Problem details:
Of the records that follow, copy only the lines from the line containing "pub struct Bananas" to the line containing "pub fn with_store(config: BananasConfig, store: Arc<dyn", both included, exactly as written.

(Data items)
=-=-=-=-=

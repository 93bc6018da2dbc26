//! Process-level wiring.
//!
//! [`Bananas`] assembles the store, queue engine, result backend, executor,
//! worker pool, and scheduler loops according to the configured worker
//! mode, and owns their start/stop ordering.

use crate::config::BananasConfig;
use crate::error::BananasResult;
use crate::executor::{CancelToken, Executor, HandlerRegistry};
use crate::job::{Job, JobId};
use crate::keys::Keys;
use crate::maintenance;
use crate::queue::Queue;
use crate::result::{JobResult, ResultBackend};
use crate::scheduler::{CronScheduler, ScheduleRegistry};
use crate::store::{RedisStore, Store};
use crate::worker::WorkerPool;
use chrono::{DateTime, Utc};
use parking_lot::Mutex;
use std::sync::Arc;
use std::time::Duration;
use tokio::task::JoinHandle;
use tracing::info;

/// The assembled task queue system for one process.
pub struct Bananas {
    config: BananasConfig,
    queue: Arc<Queue>,
    results: Arc<ResultBackend>,
    handlers: Arc<HandlerRegistry>,
    schedules: Arc<ScheduleRegistry>,
    pool: Option<WorkerPool>,
    cron: Arc<CronScheduler>,
    shutdown: CancelToken,
    loops: Mutex<Vec<JoinHandle<()>>>,
}

impl Bananas {
    /// Connects to the configured store and assembles the system.
    pub async fn connect(config: BananasConfig) -> BananasResult<Self> {
        config.validate()?;
        let store = Arc::new(RedisStore::connect(&config.store).await?);
        Ok(Self::with_store(config, store))
    }

    /// Assembles the system over an existing store. The configuration is
    /// assumed validated.
    pub fn with_store(config: BananasConfig, store: Arc<dyn Store>) -> Self {
        let keys = Keys::new(config.store.key_prefix.clone());

        let queue = Arc::new(Queue::new(
            store.clone(),
            keys.clone(),
            config.queue.clone(),
        ));
        let results = Arc::new(ResultBackend::new(
            store.clone(),
            keys.clone(),
            config.result.clone(),
        ));
        let handlers = Arc::new(HandlerRegistry::new());
        let schedules = Arc::new(ScheduleRegistry::new());

        let executor = Arc::new(Executor::new(
            handlers.clone(),
            queue.clone(),
            results.clone(),
            config.worker.job_timeout(),
        ));

        let pool = config.worker.mode.pool_enabled().then(|| {
            WorkerPool::new(
                queue.clone(),
                executor,
                config.worker.clone(),
                &config.store,
            )
        });

        let cron = Arc::new(CronScheduler::new(
            store,
            queue.clone(),
            schedules.clone(),
            keys,
            config.scheduler.lock_ttl_secs,
        ));

        Self {
            config,
            queue,
            results,
            handlers,
            schedules,
            pool,
            cron,
            shutdown: CancelToken::new(),
            loops: Mutex::new(Vec::new()),
        }
    }

    /// The handler registry; register handlers before calling `start`.
    pub fn handlers(&self) -> &HandlerRegistry {
        &self.handlers
    }

    /// The schedule registry; register schedules before calling `start`.
    pub fn schedules(&self) -> &ScheduleRegistry {
        &self.schedules
    }

    /// The queue engine, for submissions and inspection.
    pub fn queue(&self) -> Arc<Queue> {
        self.queue.clone()
    }

    /// The result backend.
    pub fn results(&self) -> Arc<ResultBackend> {
        self.results.clone()
    }

    /// Creates a job carrying this process's configured defaults
    /// (currently the retry budget). Builder methods still override.
    pub fn job(&self, name: impl Into<String>, payload: Vec<u8>) -> Job {
        Job::new(name, payload).with_max_retries(self.config.worker.max_retries)
    }

    /// Submits a job for immediate execution.
    pub async fn submit(&self, job: Job) -> BananasResult<JobId> {
        self.queue.enqueue(job).await
    }

    /// Submits a job for execution at `at`.
    pub async fn submit_at(&self, job: Job, at: DateTime<Utc>) -> BananasResult<JobId> {
        self.queue.enqueue_at(job, at).await
    }

    /// Blocks until the job's result is available or `timeout` elapses.
    pub async fn wait_for_result(
        &self,
        job_id: &JobId,
        timeout: Duration,
    ) -> BananasResult<JobResult> {
        self.results.wait_for_result(job_id, timeout).await
    }

    /// Starts the components selected by the worker mode.
    pub fn start(&self) -> BananasResult<()> {
        let mode = self.config.worker.mode;
        info!(mode = ?mode, "starting bananas runtime");

        if let Some(pool) = &self.pool {
            pool.start()?;
        }

        if mode.scheduler_in_process() {
            let mut loops = self.loops.lock();

            loops.push(tokio::spawn(maintenance::run_promoter(
                self.queue.clone(),
                self.config.scheduler.promotion_interval(),
                self.shutdown.clone(),
            )));

            if self.config.scheduler.cron_enabled {
                let cron = self.cron.clone();
                let interval = self.config.scheduler.cron_interval();
                let shutdown = self.shutdown.clone();
                loops.push(tokio::spawn(async move {
                    let mut ticker = tokio::time::interval(interval);
                    ticker.set_missed_tick_behavior(tokio::time::MissedTickBehavior::Skip);
                    loop {
                        tokio::select! {
                            _ = shutdown.cancelled() => break,
                            _ = ticker.tick() => {
                                if let Err(e) = cron.tick().await {
                                    tracing::warn!(error = %e, "cron tick failed");
                                }
                            }
                        }
                    }
                }));
            }

            if let Some(threshold_secs) = self.config.queue.reap_after_secs {
                loops.push(tokio::spawn(maintenance::run_reaper(
                    self.queue.clone(),
                    Duration::from_secs(threshold_secs),
                    self.config.scheduler.promotion_interval(),
                    self.shutdown.clone(),
                )));
            }
        }

        Ok(())
    }

    /// Stops everything: workers first (bounded by the shutdown grace),
    /// then the scheduler loops.
    pub async fn stop(&self) {
        info!("stopping bananas runtime");

        if let Some(pool) = &self.pool {
            pool.stop().await;
        }

        self.shutdown.cancel();
        let loops = {
            let mut guard = self.loops.lock();
            std::mem::take(&mut *guard)
        };
        for handle in loops {
            let _ = handle.await;
        }

        info!("bananas runtime stopped");
    }
}

#[cfg(test)]
mod tests {
    use super::*;
    use crate::config::WorkerMode;
    use crate::store::MemoryStore;

    fn config(mode: WorkerMode) -> BananasConfig {
        let mut config = BananasConfig::default();
        config.worker.mode = mode;
        config.worker.concurrency = 2;
        config.worker.block_timeout_secs = 1;
        config.scheduler.promotion_interval_ms = 20;
        config.scheduler.cron_interval_ms = 20;
        config
    }

    #[tokio::test]
    async fn thin_mode_runs_workers_and_promotion() {
        let runtime = Bananas::with_store(
            config(WorkerMode::Thin),
            Arc::new(MemoryStore::new()),
        );
        runtime
            .handlers()
            .register("echo", |_ctx, job: Job| async move {
                Ok(Some(job.payload.clone()))
            });

        runtime.start().unwrap();

        // A delayed submission is promoted and then executed in-process.
        let at = Utc::now() - chrono::Duration::seconds(1);
        let id = runtime
            .submit_at(Job::new("echo", Vec::new()), at)
            .await
            .unwrap();

        let result = runtime
            .wait_for_result(&id, Duration::from_secs(5))
            .await
            .unwrap();
        assert_eq!(result.error, None);

        runtime.stop().await;
    }

    #[tokio::test]
    async fn scheduler_only_mode_has_no_pool() {
        let runtime = Bananas::with_store(
            config(WorkerMode::SchedulerOnly),
            Arc::new(MemoryStore::new()),
        );
        assert!(runtime.pool.is_none());

        runtime.start().unwrap();

        // Promotion still happens without any workers.
        let at = Utc::now() - chrono::Duration::seconds(1);
        let id = runtime
            .submit_at(Job::new("nobody", Vec::new()), at)
            .await
            .unwrap();

        let deadline = tokio::time::Instant::now() + Duration::from_secs(2);
        loop {
            let job = runtime.queue().get_job(&id).await.unwrap().unwrap();
            if job.status == crate::job::JobStatus::Pending {
                break;
            }
            assert!(tokio::time::Instant::now() < deadline, "promotion did not run");
            tokio::time::sleep(Duration::from_millis(20)).await;
        }

        runtime.stop().await;
    }

    #[tokio::test]
    async fn default_mode_does_not_run_scheduler_loops() {
        let runtime = Bananas::with_store(
            config(WorkerMode::Default),
            Arc::new(MemoryStore::new()),
        );
        runtime.start().unwrap();
        assert!(runtime.loops.lock().is_empty());
        runtime.stop().await;
    }
}
impl ScheduleState {
    fn parse_ts(fields: &HashMap<String, String>, name: &str) -> Option<DateTime<Utc>> {
        fields
            .get(name)
            .and_then(|s| DateTime::parse_from_rfc3339(s).ok())
            .map(|dt| dt.with_timezone(&Utc))
    }

    /// Decodes state from hash fields; absent fields default.
    pub fn from_fields(fields: &HashMap<String, String>) -> Self {
        Self {
            last_run: Self::parse_ts(fields, "last_run"),
            next_run: Self::parse_ts(fields, "next_run"),
            run_count: fields
                .get("run_count")
                .and_then(|s| s.parse().ok())
                .unwrap_or(0),
            last_success: Self::parse_ts(fields, "last_success"),
            last_error: fields.get("last_error").cloned().unwrap_or_default(),
        }
    }
}

fn fmt_ts(ts: DateTime<Utc>) -> String {
    ts.to_rfc3339_opts(SecondsFormat::Millis, true)
}

/// Distributed cron scheduler.
///
/// Ticks at a configured interval; each due schedule is fired under a
/// store-backed lock so concurrent instances cooperate instead of
/// double-enqueueing. Lock contention is the expected case in a multi-node
/// deployment and is not an error.
pub struct CronScheduler {
    id: String,
    store: Arc<dyn Store>,
    queue: Arc<Queue>,
    registry: Arc<ScheduleRegistry>,
    keys: Keys,
    lock_ttl_secs: u64,
}

impl CronScheduler {
    /// Creates a scheduler instance.
    pub fn new(
        store: Arc<dyn Store>,
        queue: Arc<Queue>,
        registry: Arc<ScheduleRegistry>,
        keys: Keys,
        lock_ttl_secs: u64,
    ) -> Self {
        Self {
            id: format!("cron-{}", Uuid::new_v4()),
            store,
            queue,
            registry,
            keys,
            lock_ttl_secs,
        }
    }

    /// Scheduler instance id.
    pub fn id(&self) -> &str {
        &self.id
    }

    /// Reads a schedule's persisted state.
    pub async fn read_state(&self, schedule_id: &str) -> BananasResult<ScheduleState> {
        let fields = self
            .store
            .hgetall(&self.keys.schedule_state(schedule_id))
            .await?;
        Ok(ScheduleState::from_fields(&fields))
    }

    /// Evaluates every enabled schedule once. Returns the number of jobs
    /// enqueued by this instance.
    pub async fn tick(&self) -> BananasResult<u64> {
        let now = Utc::now();
        let mut fired = 0u64;

        for schedule in self.registry.snapshot() {
            if !schedule.enabled {
                continue;
            }
            match self.evaluate(&schedule, now).await {
                Ok(true) => fired += 1,
                Ok(false) => {}
                Err(e) => {
                    error!(schedule_id = %schedule.id, error = %e, "schedule evaluation failed");
                }
            }
        }

        Ok(fired)
    }

    /// Evaluates one schedule at `now`. Returns whether this instance
    /// enqueued a job.
    async fn evaluate(&self, schedule: &Schedule, now: DateTime<Utc>) -> BananasResult<bool> {
        let state_key = self.keys.schedule_state(&schedule.id);
        let state = self.read_state(&schedule.id).await?;

        let due_at = match state.next_run {
            Some(next_run) => next_run,
            None => {
                // Never evaluated before: persist the first fire time and
                // wait for it to arrive.
                let Some(first) = schedule.next_run(now) else {
                    return Ok(false);
                };
                self.store
                    .hset_multiple(
                        &state_key,
                        &[("next_run".to_string(), fmt_ts(first))],
                    )
                    .await?;
                return Ok(false);
            }
        };

        if now < due_at {
            return Ok(false);
        }

        // One instance per fire: the lock token is unique to this attempt.
        let lock_key = self.keys.schedule_lock(&schedule.id);
        let token = Uuid::new_v4().to_string();
        if !self
            .store
            .set_nx_ex(&lock_key, &token, self.lock_ttl_secs)
            .await?
        {
            counter!(names::SCHEDULE_LOCK_CONTENTION_TOTAL).increment(1);
            debug!(schedule_id = %schedule.id, "schedule locked by another instance");
            return Ok(false);
        }

        // Another instance may have fired between our state read and the
        // lock acquisition; re-check under the lock.
        let state = self.read_state(&schedule.id).await?;
        if state.next_run != Some(due_at) {
            if let Err(e) = self.store.compare_and_delete(&lock_key, &token).await {
                warn!(schedule_id = %schedule.id, error = %e, "failed to release schedule lock");
            }
            return Ok(false);
        }

        let fired = self.fire(schedule, &state_key, due_at, now).await;

        // Token-checked release: never deletes a lock re-acquired by
        // someone else after our TTL expired.
        if let Err(e) = self.store.compare_and_delete(&lock_key, &token).await {
            warn!(schedule_id = %schedule.id, error = %e, "failed to release schedule lock");
        }

        fired
    }

    async fn fire(
        &self,
        schedule: &Schedule,
        state_key: &str,
        fire_time: DateTime<Utc>,
        now: DateTime<Utc>,
    ) -> BananasResult<bool> {
        let job = schedule.build_job(fire_time);
        let next = schedule.next_run(now);

        let mut fields = vec![("last_run".to_string(), fmt_ts(now))];
        match next {
            Some(next) => fields.push(("next_run".to_string(), fmt_ts(next))),
            // Expression never fires again; clear the field so the
            // schedule is not considered due on later ticks.
            None => fields.push(("next_run".to_string(), String::new())),
        }

        match self.queue.enqueue(job).await {
            Ok(job_id) => {
                fields.push(("last_success".to_string(), fmt_ts(now)));
                fields.push(("last_error".to_string(), String::new()));
                self.store.hset_multiple(state_key, &fields).await?;
                self.store.hincrby(state_key, "run_count", 1).await?;

                counter!(names::SCHEDULES_FIRED_TOTAL).increment(1);
                info!(
                    schedule_id = %schedule.id,
                    job_id = %job_id,
                    fire_time = %fire_time,
                    "fired schedule"
                );
                Ok(true)
            }
            Err(e) => {
                fields.push(("last_error".to_string(), e.to_string()));
                self.store.hset_multiple(state_key, &fields).await?;
                self.store.hincrby(state_key, "run_count", 1).await?;

                error!(schedule_id = %schedule.id, error = %e, "failed to enqueue scheduled job");
                Ok(false)
            }
        }
    }
}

=-=-=-=-=

Finished exercise:
pub struct Bananas {
    config: BananasConfig,
    queue: Arc<Queue>,
    results: Arc<ResultBackend>,
    handlers: Arc<HandlerRegistry>,
    schedules: Arc<ScheduleRegistry>,
    pool: Option<WorkerPool>,
    cron: Arc<CronScheduler>,
    shutdown: CancelToken,
    loops: Mutex<Vec<JoinHandle<()>>>,
}

impl Bananas {
    /// Connects to the configured store and assembles the system.
    pub async fn connect(config: BananasConfig) -> BananasResult<Self> {
        config.validate()?;
        let store = Arc::new(RedisStore::connect(&config.store).await?);
        Ok(Self::with_store(config, store))
    }

    /// Assembles the system over an existing store. The configuration is
    /// assumed validated.
    pub fn with_store(config: BananasConfig, store: Arc<dyn Store>) -> Self {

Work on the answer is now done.